::: Information given

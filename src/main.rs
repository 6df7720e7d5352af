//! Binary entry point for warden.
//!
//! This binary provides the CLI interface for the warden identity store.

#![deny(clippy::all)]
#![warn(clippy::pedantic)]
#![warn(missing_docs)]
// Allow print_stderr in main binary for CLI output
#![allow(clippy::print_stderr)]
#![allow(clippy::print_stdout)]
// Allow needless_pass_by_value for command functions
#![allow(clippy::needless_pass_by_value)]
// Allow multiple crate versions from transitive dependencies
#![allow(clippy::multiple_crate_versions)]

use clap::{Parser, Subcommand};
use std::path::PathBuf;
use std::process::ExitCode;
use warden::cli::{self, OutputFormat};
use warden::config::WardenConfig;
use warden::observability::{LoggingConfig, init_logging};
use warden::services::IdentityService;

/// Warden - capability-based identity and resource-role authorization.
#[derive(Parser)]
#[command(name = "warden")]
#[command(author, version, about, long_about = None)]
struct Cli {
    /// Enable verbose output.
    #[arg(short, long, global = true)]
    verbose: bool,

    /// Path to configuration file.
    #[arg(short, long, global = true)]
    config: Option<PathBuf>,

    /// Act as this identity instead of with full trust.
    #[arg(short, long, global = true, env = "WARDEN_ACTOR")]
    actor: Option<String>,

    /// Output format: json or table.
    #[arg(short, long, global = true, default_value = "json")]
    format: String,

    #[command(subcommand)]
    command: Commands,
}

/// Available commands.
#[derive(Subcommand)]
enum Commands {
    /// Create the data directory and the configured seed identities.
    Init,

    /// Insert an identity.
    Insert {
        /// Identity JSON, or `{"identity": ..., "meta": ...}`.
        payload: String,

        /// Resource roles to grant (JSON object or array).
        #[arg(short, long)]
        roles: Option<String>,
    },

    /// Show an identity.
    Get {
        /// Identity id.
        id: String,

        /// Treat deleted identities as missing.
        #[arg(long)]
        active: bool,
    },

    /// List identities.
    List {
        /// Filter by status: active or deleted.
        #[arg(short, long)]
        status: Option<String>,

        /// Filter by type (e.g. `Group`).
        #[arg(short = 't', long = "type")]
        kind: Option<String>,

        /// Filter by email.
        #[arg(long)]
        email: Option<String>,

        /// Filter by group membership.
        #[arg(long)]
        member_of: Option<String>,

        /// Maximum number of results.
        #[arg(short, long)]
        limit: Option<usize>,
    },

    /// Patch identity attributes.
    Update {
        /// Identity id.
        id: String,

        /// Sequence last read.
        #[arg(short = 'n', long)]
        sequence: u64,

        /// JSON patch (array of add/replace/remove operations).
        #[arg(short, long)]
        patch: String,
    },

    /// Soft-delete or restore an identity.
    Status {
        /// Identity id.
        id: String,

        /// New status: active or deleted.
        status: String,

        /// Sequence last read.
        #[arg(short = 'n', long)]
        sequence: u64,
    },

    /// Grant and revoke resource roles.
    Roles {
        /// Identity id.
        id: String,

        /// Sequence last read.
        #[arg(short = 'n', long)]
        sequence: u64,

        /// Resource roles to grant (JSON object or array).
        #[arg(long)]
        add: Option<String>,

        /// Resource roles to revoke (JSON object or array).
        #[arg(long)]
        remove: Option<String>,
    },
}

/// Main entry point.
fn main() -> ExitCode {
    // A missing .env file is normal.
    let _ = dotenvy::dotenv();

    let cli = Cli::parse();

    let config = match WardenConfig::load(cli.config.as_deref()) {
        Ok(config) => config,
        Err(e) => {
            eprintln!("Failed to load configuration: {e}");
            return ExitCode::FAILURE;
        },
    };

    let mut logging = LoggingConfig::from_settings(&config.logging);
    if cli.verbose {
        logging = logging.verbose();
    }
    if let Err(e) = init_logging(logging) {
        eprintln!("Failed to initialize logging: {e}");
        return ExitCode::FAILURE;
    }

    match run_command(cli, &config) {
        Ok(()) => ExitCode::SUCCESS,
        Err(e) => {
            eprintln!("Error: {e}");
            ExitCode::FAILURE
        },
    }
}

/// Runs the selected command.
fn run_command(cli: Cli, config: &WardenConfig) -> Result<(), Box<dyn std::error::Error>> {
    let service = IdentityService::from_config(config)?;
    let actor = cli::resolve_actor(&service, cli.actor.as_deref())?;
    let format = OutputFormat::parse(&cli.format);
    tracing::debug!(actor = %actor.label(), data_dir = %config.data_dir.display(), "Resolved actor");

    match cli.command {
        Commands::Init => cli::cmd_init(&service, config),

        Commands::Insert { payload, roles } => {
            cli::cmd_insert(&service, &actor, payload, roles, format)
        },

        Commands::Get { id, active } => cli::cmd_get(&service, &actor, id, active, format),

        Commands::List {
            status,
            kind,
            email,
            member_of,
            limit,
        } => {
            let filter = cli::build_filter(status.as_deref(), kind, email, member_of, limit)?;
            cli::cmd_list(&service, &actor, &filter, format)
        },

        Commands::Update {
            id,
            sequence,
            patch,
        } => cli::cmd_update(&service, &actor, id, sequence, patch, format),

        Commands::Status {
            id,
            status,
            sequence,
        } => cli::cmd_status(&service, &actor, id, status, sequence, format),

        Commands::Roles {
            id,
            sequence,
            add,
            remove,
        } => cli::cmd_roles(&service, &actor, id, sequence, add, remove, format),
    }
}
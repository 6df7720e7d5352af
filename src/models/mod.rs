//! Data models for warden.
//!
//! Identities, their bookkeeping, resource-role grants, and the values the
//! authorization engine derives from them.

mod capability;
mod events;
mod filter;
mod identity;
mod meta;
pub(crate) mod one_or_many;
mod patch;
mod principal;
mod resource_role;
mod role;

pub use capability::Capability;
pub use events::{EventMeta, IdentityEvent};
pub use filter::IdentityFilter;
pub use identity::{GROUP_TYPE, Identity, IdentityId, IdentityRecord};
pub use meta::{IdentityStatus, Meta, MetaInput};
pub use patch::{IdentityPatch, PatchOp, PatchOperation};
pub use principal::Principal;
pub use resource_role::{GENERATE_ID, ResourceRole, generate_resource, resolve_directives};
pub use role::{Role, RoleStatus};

::::::

- _Work required_
The answer must be every line of the records above that holds the word "entry".

- _Solution to this task_
//! Binary entry point for warden.
/// Main entry point.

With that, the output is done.